Lire Fanon, panser la modernité : un regard croisé sur l’Afrique et le monde

 
 

Par Hugues-Alexandre Castanou

La Bibliothèque Nomad, m’a fait l’immense honneur de m’inviter pour discuter avec vous de Frantz Fanon dans cette année symbolique qui marque les 100 ans qu’il aurait eu en Juillet dernier. Heureuse coïncidence ou planification de génie, Fanon est mort exactement il y a 64 ans, le 6 Décembre 1961. Honneur immense, car Dan et Mariam ici présents connaissent l’affection que j’ai pour ce personnage et du rôle immense qu’il a eu dans ma formation intellectuelle. En relisant, dans le cadre de la préparation de cette rencontre, j’étais surpris de voir à quel point j’étais un “fanonien”. Nous sommes ici présents à “OH GALLERY”, au moment où nous est présentée, l'exposition “A Tale of Modernism” consacré au modernisme en architecture (un courant que je n’affectionne pas spécialement d’ailleurs). Nous avons donc pensé opportun de sauter de modernisme à modernité et donc de tenter d’appréhender cette dernière avec l’aide de Fanon. A ce titre, nous avons intitulé cette rencontre “Lire Fanon, panser la modernité : Un regard croisé sur l’Afrique et le monde”.
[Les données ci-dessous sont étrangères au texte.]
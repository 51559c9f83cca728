use std::time::Duration;

use thiserror::Error;

/// Failures raised by the search and crawl machinery.
///
/// Per-item and per-branch errors are recovered by the caller and recorded;
/// only the variants for which [`ScrapeError::is_fatal`] returns `true` abort a run.
#[derive(Debug, Error)]
pub enum ScrapeError {
    #[error("timed out after {timeout:?} waiting for {what}")]
    Timeout { what: String, timeout: Duration },

    #[error("no usable drag anchor near ({x:.0}, {y:.0}) after {attempts} attempts")]
    AnchorUnavailable { x: f64, y: f64, attempts: u32 },

    #[error("region still saturated at depth {depth} (limit {max_depth})")]
    DepthExceeded { depth: u32, max_depth: u32 },

    #[error("pagination did not end after {pages} pages")]
    PaginationRunaway { pages: u32 },

    #[error("quadrant pass drifts by ({dx}, {dy}) quarter-viewports")]
    UnbalancedPanPass { dx: i32, dy: i32 },

    #[error("invalid region {width}x{height}")]
    InvalidRegion { width: f64, height: f64 },

    #[error("missing element: {0}")]
    MissingElement(String),

    #[error("browser error: {0}")]
    Browser(String),

    #[error("unable to open browser session: {0}")]
    SessionUnavailable(String),

    #[error("crawl worker died: {0}")]
    Worker(String),

    #[error(transparent)]
    Io(#[from] std::io::Error),
}

impl ScrapeError {
    /// Errors that affect shared infrastructure rather than a single item.
    pub fn is_fatal(&self) -> bool {
        matches!(self, Self::SessionUnavailable(_) | Self::Worker(_))
    }

    pub fn browser(err: impl std::fmt::Display) -> Self {
        Self::Browser(format!("{err:#}"))
    }
}

pub type Result<T, E = ScrapeError> = std::result::Result<T, E>;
L’époque que nous vivons, ce début de XXI ème siècle aux airs des années trente du siècle précédent, marqué par des évènements comme le génocide en Palestine et au Soudan, les massacres à l’Est du Congo, le “reour” des autoritarismes et des coups d’Etat militaires et enfin, la plus grande menace à mes yeux, celle du fascisme et de la néo-réaction… Cette époque tumultueuse nous impose de penser l’action pour être fidèle à Fanon, penser la praxis. Fanon, comme Cabral, fait parti de cette génération de militants pour l’indépendance qui en tant que révolutionnaires nous ont légué une pensée nécessaire et pertinente pour interroger notre époque mais surtout pour agir contre les formes de barbaries qui font leur retour où se manifeste avec plus d’éclats là où elles n’avaient jamais disparus. 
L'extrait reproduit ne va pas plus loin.